Return, from the listing below, each line where the word "HashMap" appears.

* * *

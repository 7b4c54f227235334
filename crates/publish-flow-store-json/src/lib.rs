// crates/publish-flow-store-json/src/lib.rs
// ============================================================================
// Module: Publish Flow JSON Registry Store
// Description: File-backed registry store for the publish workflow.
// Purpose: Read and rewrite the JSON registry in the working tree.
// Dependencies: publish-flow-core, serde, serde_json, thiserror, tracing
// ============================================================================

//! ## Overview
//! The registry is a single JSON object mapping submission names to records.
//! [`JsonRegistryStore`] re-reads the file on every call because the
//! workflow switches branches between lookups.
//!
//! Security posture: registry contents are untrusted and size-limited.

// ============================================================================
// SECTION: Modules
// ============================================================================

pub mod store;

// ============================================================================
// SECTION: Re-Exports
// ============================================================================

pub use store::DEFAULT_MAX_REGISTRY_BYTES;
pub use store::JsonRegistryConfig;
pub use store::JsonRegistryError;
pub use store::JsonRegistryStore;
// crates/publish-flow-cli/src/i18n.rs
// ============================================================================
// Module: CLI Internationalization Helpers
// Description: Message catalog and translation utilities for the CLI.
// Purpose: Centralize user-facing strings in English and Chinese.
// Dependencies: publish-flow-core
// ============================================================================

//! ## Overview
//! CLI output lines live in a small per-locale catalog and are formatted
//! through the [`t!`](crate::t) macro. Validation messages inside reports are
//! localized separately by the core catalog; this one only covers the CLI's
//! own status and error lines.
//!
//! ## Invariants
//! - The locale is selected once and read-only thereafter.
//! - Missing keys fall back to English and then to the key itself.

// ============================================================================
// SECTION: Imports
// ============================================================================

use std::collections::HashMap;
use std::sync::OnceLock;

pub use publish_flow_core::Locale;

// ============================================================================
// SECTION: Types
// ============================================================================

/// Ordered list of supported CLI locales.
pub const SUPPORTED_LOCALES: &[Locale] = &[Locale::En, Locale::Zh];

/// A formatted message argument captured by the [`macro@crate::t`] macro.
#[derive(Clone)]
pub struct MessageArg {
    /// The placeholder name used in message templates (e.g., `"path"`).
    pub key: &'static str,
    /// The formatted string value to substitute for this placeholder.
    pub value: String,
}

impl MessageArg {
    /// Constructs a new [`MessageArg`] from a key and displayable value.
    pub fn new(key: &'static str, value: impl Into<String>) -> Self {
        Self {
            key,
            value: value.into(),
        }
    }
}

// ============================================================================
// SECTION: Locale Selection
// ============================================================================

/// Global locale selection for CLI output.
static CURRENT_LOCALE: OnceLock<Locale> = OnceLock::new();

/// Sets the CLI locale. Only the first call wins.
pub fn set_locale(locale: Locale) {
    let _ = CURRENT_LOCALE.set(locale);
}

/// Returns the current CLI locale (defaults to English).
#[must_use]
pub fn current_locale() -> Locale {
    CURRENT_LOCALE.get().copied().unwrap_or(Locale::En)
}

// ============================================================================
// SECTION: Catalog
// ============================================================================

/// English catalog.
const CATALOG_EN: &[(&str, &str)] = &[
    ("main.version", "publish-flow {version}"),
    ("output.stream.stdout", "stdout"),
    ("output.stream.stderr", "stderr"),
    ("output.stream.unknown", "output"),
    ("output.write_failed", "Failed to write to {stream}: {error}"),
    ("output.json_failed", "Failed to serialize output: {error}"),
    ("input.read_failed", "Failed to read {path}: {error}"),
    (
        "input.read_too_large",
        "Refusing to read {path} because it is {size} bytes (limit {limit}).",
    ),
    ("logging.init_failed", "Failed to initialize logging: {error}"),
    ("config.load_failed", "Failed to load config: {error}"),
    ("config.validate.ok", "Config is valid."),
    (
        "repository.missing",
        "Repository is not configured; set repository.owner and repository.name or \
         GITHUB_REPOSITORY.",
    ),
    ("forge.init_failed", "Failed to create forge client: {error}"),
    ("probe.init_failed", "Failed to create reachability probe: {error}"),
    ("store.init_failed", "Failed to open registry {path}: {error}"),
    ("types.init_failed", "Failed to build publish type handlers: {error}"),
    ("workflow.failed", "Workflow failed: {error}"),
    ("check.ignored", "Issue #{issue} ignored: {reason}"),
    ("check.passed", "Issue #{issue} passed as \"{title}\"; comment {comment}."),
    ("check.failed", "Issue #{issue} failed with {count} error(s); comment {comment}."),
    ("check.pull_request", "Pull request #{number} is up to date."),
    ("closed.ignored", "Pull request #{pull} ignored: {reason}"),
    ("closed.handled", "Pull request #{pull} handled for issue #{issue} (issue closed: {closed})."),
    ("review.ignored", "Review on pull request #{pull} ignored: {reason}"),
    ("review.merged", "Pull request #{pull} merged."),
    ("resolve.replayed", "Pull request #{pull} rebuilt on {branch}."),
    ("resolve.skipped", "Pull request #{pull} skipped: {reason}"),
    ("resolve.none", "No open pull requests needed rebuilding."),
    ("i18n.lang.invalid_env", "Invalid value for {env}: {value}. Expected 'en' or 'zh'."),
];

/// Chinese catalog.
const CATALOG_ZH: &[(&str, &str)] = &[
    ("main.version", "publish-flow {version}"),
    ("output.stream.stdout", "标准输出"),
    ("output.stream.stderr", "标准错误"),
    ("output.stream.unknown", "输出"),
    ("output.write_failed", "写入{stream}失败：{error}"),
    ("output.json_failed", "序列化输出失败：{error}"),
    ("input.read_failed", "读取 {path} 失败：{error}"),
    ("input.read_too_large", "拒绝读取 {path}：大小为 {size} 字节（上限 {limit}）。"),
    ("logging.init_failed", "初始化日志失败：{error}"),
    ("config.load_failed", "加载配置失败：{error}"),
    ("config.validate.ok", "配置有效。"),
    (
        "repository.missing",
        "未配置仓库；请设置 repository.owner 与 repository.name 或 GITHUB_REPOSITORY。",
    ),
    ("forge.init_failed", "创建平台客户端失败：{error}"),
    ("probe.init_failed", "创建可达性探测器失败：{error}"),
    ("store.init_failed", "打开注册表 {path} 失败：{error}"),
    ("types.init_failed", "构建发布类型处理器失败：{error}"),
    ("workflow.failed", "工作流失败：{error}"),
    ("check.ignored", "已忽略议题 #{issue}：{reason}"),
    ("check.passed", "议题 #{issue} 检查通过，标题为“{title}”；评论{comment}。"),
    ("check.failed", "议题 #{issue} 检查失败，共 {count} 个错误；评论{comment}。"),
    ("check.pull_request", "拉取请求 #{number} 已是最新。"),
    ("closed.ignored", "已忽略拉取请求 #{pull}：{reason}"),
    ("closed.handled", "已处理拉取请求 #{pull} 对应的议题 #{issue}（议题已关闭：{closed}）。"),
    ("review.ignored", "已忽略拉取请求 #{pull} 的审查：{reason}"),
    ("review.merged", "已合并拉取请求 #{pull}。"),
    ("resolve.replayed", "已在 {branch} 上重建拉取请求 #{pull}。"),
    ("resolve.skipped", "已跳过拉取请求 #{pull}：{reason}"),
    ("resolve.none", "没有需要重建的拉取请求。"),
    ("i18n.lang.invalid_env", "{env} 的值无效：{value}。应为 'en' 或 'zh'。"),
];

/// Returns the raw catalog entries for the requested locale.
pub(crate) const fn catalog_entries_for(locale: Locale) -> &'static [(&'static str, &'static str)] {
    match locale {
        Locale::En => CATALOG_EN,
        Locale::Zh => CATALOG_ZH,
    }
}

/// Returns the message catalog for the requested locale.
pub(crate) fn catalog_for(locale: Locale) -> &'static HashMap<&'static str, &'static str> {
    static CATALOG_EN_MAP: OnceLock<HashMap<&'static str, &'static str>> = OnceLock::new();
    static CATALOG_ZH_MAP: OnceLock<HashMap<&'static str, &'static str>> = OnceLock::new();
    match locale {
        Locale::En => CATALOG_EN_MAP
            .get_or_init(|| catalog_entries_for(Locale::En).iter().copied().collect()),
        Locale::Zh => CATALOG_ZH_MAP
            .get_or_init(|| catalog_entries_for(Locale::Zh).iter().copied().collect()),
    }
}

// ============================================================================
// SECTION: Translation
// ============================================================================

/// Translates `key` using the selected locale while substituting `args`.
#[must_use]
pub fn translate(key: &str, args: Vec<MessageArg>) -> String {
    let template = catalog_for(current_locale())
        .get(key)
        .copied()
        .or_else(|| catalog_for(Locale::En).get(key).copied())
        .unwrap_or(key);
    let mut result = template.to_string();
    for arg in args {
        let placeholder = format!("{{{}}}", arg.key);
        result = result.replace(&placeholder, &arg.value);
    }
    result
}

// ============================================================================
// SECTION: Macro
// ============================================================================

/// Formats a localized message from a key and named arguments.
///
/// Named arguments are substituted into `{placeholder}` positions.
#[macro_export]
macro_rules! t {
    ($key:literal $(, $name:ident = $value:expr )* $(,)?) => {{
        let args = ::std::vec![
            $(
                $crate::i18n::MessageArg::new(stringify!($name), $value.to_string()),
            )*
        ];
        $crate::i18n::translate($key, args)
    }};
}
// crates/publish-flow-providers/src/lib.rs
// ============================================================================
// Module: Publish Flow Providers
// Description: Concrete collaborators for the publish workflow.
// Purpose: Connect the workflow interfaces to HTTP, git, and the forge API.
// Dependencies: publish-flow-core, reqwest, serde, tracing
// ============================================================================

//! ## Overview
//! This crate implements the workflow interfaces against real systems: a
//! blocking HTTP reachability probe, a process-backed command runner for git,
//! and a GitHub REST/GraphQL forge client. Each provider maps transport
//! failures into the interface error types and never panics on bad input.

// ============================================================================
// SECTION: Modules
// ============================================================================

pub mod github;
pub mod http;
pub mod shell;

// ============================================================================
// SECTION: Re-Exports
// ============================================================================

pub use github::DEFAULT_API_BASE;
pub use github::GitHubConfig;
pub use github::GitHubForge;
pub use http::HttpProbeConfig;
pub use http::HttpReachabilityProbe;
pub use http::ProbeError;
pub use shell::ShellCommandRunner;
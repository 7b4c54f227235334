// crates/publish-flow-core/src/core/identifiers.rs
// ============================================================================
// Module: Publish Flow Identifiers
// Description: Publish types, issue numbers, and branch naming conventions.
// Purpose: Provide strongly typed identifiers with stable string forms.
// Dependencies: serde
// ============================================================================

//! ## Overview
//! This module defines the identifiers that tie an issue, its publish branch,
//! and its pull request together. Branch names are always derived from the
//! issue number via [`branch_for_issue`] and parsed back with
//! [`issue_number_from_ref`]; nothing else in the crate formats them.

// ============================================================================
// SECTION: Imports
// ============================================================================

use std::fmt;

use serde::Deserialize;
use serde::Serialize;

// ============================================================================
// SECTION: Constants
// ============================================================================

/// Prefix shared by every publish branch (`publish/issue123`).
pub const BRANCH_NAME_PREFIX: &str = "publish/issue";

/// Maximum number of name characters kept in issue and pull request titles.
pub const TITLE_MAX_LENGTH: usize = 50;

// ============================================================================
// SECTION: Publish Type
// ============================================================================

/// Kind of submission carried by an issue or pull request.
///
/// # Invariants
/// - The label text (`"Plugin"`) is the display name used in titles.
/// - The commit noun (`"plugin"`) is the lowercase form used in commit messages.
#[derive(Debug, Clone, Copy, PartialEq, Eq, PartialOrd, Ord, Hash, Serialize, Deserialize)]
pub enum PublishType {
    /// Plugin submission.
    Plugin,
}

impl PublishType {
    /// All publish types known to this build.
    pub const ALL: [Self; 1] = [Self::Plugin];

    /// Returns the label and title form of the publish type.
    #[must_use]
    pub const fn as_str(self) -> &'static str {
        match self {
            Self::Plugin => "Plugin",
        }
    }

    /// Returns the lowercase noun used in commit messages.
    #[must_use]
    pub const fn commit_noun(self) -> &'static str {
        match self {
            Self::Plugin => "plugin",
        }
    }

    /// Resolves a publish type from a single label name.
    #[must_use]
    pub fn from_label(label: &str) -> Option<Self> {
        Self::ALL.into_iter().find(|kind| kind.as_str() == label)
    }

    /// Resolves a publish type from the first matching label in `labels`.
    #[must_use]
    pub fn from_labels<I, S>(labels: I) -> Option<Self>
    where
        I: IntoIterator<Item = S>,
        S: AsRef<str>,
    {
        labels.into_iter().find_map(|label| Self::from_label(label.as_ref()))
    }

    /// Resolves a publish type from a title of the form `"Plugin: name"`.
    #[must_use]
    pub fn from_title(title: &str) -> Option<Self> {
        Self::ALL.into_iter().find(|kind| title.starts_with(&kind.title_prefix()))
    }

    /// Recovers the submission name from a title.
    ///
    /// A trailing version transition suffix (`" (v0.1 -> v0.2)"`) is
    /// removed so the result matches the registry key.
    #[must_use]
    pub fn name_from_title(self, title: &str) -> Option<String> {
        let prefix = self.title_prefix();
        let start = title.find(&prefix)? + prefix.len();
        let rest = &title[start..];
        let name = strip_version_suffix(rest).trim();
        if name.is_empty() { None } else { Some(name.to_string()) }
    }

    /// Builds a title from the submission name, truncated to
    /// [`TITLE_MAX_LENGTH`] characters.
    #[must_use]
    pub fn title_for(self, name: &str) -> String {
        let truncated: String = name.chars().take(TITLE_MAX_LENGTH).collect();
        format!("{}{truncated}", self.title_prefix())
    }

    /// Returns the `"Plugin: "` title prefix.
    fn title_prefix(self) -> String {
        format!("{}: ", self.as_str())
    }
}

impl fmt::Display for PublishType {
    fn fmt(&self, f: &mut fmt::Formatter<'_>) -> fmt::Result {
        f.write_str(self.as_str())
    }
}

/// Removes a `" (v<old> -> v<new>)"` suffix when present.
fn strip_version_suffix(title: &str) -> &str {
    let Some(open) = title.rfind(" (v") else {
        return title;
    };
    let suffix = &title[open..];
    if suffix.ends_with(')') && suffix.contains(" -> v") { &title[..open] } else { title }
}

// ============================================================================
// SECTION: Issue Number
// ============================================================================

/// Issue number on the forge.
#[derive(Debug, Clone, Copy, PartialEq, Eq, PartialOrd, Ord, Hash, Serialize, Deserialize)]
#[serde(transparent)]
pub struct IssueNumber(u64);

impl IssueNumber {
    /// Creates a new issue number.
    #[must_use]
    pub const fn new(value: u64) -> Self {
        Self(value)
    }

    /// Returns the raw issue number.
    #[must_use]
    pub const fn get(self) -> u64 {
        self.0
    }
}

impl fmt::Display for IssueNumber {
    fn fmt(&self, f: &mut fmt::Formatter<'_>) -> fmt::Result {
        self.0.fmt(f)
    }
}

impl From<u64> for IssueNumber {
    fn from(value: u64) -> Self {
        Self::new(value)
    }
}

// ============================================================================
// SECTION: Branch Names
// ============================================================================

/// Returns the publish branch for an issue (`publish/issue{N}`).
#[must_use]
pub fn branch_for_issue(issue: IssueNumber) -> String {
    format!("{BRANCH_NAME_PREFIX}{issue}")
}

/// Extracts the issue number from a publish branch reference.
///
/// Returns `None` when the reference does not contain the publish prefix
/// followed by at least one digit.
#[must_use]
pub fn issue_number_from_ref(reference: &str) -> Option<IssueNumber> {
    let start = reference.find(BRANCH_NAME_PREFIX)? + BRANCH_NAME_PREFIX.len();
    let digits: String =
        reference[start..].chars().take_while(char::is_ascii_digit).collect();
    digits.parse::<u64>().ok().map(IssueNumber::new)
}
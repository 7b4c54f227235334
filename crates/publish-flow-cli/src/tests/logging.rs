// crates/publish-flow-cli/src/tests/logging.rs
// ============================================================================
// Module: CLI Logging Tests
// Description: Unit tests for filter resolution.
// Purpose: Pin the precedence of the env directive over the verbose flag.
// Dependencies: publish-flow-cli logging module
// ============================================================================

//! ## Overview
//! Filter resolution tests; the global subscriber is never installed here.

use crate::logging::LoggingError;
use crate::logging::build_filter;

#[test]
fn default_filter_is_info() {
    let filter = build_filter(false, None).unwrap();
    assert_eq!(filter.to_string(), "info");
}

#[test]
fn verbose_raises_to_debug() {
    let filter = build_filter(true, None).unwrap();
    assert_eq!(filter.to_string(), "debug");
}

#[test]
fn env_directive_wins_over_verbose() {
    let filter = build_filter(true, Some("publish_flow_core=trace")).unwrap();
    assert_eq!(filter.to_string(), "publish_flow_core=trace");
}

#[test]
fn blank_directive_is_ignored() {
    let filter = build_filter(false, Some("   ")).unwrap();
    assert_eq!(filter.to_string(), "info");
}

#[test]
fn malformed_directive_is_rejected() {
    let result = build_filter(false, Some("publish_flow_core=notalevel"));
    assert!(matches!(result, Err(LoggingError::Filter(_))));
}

* * *

◆ **EXERCISE RESULT**
use std::collections::HashMap;
pub(crate) fn catalog_for(locale: Locale) -> &'static HashMap<&'static str, &'static str> {
    static CATALOG_EN_MAP: OnceLock<HashMap<&'static str, &'static str>> = OnceLock::new();
    static CATALOG_ZH_MAP: OnceLock<HashMap<&'static str, &'static str>> = OnceLock::new();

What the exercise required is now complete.